Гиперактивный тип синдрома характеризуется спастическим состоянием и опорожнением при накоплении менее 250 мл мочи; отсутствием или малым объемом остаточной мочи, затруднением произвольного начала и самого акта мочеиспускания; появлением вегетативных симптомов (потливости, подъема артериального давления, усиления спастики) перед микцией в отсутствии позывов; возможностью спровоцировать мочеиспускание раздражением области бедра и над лобком. При наличии ряда неврологических нарушений может возникать неконтролируемое стремительное выделение большого объема мочи – «церебральный незаторможенный мочевой пузырь».
Относительное преобладание тонуса сфинктеров при детрузорно-сфинктерной диссинергии выражается полной задержкой мочи, мочеиспусканием при натуживании, наличием остаточной мочи. Гипоактивный нейрогенный мочевой пузырь проявляется снижением или отсутствием сократительной активности и опорожнения при полном и даже переполненном пузыре в фазу выделения.

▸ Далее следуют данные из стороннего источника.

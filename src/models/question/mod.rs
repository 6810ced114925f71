pub mod types;
pub mod queries;
pub mod visibility;

pub use types::*;
pub use queries::*;
pub use visibility::{is_visible, was_published_recently};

Из-за гипотонии детрузора нет повышения внутрипузырного давления, необходимого для преодоления сопротивления сфинктера, что ведет к полной задержке или вялому мочеиспусканию, натуживанию во время микции, наличию большого (до 400 мл) объема остаточной мочи и сохранению ощущения наполненности пузыря. При гипотоничном растянутом мочевом пузыре возможно недержание мочи (парадоксальная ишурия), когда при переполнении органа происходит механическое растяжение внутреннего сфинктера и неконтролируемое выделение мочи каплями или небольшими порциями наружу.
Осложнения
Денервация вызывает развитие выраженных трофических нарушений и осложнений в виде интерстициального цистита, приводящего к склерозированию и сморщиванию мочевого пузыря. В мочевыводящих путях могут формироваться камни, нарушающие отток мочи, провоцирующие развитие инфекции. В случае спазма сфинктера может возникать пузырно-мочеточниковый рефлюкс (обратный заброс мочи в мочеточники и почки, приводящий к воспалению). Синдром часто сопровождается функциональными невротическими расстройствами, которые в дальнейшем могут стать определяющими.
Диагностика
Основными методами инструментальной диагностики синдрома являются УЗИ почек и мочевого пузыря, цистоскопия, МРТ, рентгенологическое исследование мочевыводящих путей (обычная и микционная уретроцистография, экскреторная урография, восходящая пиелография, радиоизотопная ренография), уродинамические исследования (цистометрия, сфинктерометрия, профилометрия, урофлоуметрия).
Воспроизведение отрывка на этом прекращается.